*TASK DETAILS*:
Print every line below. Match each one exactly.

[Stored data entries]
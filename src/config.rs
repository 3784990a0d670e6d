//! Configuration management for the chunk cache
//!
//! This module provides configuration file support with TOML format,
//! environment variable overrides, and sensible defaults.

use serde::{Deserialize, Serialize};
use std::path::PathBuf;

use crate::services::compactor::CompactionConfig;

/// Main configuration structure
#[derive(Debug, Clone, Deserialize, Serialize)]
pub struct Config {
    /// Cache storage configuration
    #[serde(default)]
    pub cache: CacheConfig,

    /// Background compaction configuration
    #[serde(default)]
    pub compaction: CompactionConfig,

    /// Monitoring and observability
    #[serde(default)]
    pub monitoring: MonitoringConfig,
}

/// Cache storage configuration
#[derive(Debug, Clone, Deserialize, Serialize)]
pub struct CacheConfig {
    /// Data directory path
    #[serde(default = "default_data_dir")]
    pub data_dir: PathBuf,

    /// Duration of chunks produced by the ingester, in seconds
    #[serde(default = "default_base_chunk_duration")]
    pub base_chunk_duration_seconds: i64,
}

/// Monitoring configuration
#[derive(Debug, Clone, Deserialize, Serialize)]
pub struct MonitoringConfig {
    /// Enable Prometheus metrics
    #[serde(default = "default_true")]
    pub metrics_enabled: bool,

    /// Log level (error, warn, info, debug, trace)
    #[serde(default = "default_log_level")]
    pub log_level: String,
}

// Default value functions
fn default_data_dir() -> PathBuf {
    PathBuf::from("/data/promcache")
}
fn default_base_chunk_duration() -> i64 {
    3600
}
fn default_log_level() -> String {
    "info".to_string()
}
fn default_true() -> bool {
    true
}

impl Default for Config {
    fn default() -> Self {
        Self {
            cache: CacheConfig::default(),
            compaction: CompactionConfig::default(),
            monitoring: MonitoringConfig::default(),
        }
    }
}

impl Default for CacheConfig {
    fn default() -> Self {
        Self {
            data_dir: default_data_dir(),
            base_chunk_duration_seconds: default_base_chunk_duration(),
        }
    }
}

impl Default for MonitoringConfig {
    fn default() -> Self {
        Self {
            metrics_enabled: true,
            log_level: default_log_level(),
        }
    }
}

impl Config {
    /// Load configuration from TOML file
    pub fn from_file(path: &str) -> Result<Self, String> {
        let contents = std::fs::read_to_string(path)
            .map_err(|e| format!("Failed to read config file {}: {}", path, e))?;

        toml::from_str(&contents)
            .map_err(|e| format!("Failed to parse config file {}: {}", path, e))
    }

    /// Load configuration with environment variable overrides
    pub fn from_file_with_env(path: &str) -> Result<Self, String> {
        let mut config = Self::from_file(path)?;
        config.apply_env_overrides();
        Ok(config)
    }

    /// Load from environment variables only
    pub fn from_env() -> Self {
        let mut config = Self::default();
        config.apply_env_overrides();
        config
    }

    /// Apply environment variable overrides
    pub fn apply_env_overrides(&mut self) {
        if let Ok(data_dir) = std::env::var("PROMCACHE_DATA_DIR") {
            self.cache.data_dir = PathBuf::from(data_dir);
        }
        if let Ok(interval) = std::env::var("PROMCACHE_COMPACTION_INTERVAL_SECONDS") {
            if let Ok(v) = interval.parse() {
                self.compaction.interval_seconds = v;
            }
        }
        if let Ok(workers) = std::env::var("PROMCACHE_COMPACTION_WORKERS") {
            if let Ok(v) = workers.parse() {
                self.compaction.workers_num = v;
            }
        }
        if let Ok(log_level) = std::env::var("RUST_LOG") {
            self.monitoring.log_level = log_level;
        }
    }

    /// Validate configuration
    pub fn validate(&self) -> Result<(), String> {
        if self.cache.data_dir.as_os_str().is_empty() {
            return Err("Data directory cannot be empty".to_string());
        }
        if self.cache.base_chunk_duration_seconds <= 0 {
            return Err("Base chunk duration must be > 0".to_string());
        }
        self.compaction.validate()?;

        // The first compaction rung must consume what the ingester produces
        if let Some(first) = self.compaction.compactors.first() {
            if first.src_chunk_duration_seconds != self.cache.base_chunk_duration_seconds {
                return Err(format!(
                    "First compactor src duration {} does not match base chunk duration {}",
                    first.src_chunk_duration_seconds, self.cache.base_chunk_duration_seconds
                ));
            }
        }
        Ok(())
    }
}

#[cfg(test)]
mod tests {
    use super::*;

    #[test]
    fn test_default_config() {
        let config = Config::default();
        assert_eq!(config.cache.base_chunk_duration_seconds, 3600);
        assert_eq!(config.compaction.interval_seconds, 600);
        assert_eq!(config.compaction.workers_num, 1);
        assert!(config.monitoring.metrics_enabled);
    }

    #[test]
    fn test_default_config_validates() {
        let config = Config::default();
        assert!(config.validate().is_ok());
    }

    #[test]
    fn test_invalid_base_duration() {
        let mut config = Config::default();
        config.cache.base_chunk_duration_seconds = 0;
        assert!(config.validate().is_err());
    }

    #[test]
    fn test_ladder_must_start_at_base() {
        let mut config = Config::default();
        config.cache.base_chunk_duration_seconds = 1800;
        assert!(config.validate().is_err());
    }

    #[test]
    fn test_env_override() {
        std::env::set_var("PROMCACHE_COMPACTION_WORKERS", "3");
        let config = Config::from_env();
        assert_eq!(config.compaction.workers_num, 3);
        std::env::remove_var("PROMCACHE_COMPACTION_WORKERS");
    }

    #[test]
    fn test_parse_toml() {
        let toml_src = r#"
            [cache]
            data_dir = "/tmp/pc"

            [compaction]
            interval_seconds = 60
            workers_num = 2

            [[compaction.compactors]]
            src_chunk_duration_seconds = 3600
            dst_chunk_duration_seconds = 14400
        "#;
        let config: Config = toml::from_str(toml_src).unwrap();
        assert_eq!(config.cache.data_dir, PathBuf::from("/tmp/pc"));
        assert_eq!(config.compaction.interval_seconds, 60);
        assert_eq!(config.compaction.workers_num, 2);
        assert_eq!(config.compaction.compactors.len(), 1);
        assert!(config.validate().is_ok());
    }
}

*SOLUTION TO THE PROBLEM*:
filename src/config.rs
repository 3784990a0d670e6d
//! Configuration management for the chunk cache
//!
//! This module provides configuration file support with TOML format,
//! environment variable overrides, and sensible defaults.

use serde::{Deserialize, Serialize};
use std::path::PathBuf;

use crate::services::compactor::CompactionConfig;

/// Main configuration structure
#[derive(Debug, Clone, Deserialize, Serialize)]
pub struct Config {
    /// Cache storage configuration
    #[serde(default)]
    pub cache: CacheConfig,

    /// Background compaction configuration
    #[serde(default)]
    pub compaction: CompactionConfig,

    /// Monitoring and observability
    #[serde(default)]
    pub monitoring: MonitoringConfig,
}

/// Cache storage configuration
#[derive(Debug, Clone, Deserialize, Serialize)]
pub struct CacheConfig {
    /// Data directory path
    #[serde(default = "default_data_dir")]
    pub data_dir: PathBuf,

    /// Duration of chunks produced by the ingester, in seconds
    #[serde(default = "default_base_chunk_duration")]
    pub base_chunk_duration_seconds: i64,
}

/// Monitoring configuration
#[derive(Debug, Clone, Deserialize, Serialize)]
pub struct MonitoringConfig {
    /// Enable Prometheus metrics
    #[serde(default = "default_true")]
    pub metrics_enabled: bool,

    /// Log level (error, warn, info, debug, trace)
    #[serde(default = "default_log_level")]
    pub log_level: String,
}

// Default value functions
fn default_data_dir() -> PathBuf {
    PathBuf::from("/data/promcache")
}
fn default_base_chunk_duration() -> i64 {
    3600
}
fn default_log_level() -> String {
    "info".to_string()
}
fn default_true() -> bool {
    true
}

impl Default for Config {
    fn default() -> Self {
        Self {
            cache: CacheConfig::default(),
            compaction: CompactionConfig::default(),
            monitoring: MonitoringConfig::default(),
        }
    }
}

impl Default for CacheConfig {
    fn default() -> Self {
        Self {
            data_dir: default_data_dir(),
            base_chunk_duration_seconds: default_base_chunk_duration(),
        }
    }
}

impl Default for MonitoringConfig {
    fn default() -> Self {
        Self {
            metrics_enabled: true,
            log_level: default_log_level(),
        }
    }
}

impl Config {
    /// Load configuration from TOML file
    pub fn from_file(path: &str) -> Result<Self, String> {
        let contents = std::fs::read_to_string(path)
            .map_err(|e| format!("Failed to read config file {}: {}", path, e))?;

        toml::from_str(&contents)
            .map_err(|e| format!("Failed to parse config file {}: {}", path, e))
    }

    /// Load configuration with environment variable overrides
    pub fn from_file_with_env(path: &str) -> Result<Self, String> {
        let mut config = Self::from_file(path)?;
        config.apply_env_overrides();
        Ok(config)
    }

    /// Load from environment variables only
    pub fn from_env() -> Self {
        let mut config = Self::default();
        config.apply_env_overrides();
        config
    }

    /// Apply environment variable overrides
    pub fn apply_env_overrides(&mut self) {
        if let Ok(data_dir) = std::env::var("PROMCACHE_DATA_DIR") {
            self.cache.data_dir = PathBuf::from(data_dir);
        }
        if let Ok(interval) = std::env::var("PROMCACHE_COMPACTION_INTERVAL_SECONDS") {
            if let Ok(v) = interval.parse() {
                self.compaction.interval_seconds = v;
            }
        }
        if let Ok(workers) = std::env::var("PROMCACHE_COMPACTION_WORKERS") {
            if let Ok(v) = workers.parse() {
                self.compaction.workers_num = v;
            }
        }
        if let Ok(log_level) = std::env::var("RUST_LOG") {
            self.monitoring.log_level = log_level;
        }
    }

    /// Validate configuration
    pub fn validate(&self) -> Result<(), String> {
        if self.cache.data_dir.as_os_str().is_empty() {
            return Err("Data directory cannot be empty".to_string());
        }
        if self.cache.base_chunk_duration_seconds <= 0 {
            return Err("Base chunk duration must be > 0".to_string());
        }
        self.compaction.validate()?;

        // The first compaction rung must consume what the ingester produces
        if let Some(first) = self.compaction.compactors.first() {
            if first.src_chunk_duration_seconds != self.cache.base_chunk_duration_seconds {
                return Err(format!(
                    "First compactor src duration {} does not match base chunk duration {}",
                    first.src_chunk_duration_seconds, self.cache.base_chunk_duration_seconds
                ));
            }
        }
        Ok(())
    }
}

#[cfg(test)]
mod tests {
    use super::*;

    #[test]
    fn test_default_config() {
        let config = Config::default();
        assert_eq!(config.cache.base_chunk_duration_seconds, 3600);
        assert_eq!(config.compaction.interval_seconds, 600);
        assert_eq!(config.compaction.workers_num, 1);
        assert!(config.monitoring.metrics_enabled);
    }

    #[test]
    fn test_default_config_validates() {
        let config = Config::default();
        assert!(config.validate().is_ok());
    }

    #[test]
    fn test_invalid_base_duration() {
        let mut config = Config::default();
        config.cache.base_chunk_duration_seconds = 0;
        assert!(config.validate().is_err());
    }

    #[test]
    fn test_ladder_must_start_at_base() {
        let mut config = Config::default();
        config.cache.base_chunk_duration_seconds = 1800;
        assert!(config.validate().is_err());
    }

    #[test]
    fn test_env_override() {
        std::env::set_var("PROMCACHE_COMPACTION_WORKERS", "3");
        let config = Config::from_env();
        assert_eq!(config.compaction.workers_num, 3);
        std::env::remove_var("PROMCACHE_COMPACTION_WORKERS");
    }

    #[test]
    fn test_parse_toml() {
        let toml_src = r#"
            [cache]
            data_dir = "/tmp/pc"

            [compaction]
            interval_seconds = 60
            workers_num = 2

            [[compaction.compactors]]
            src_chunk_duration_seconds = 3600
            dst_chunk_duration_seconds = 14400
        "#;
        let config: Config = toml::from_str(toml_src).unwrap();
        assert_eq!(config.cache.data_dir, PathBuf::from("/tmp/pc"));
        assert_eq!(config.compaction.interval_seconds, 60);
        assert_eq!(config.compaction.workers_num, 2);
        assert_eq!(config.compaction.compactors.len(), 1);
        assert!(config.validate().is_ok());
    }
}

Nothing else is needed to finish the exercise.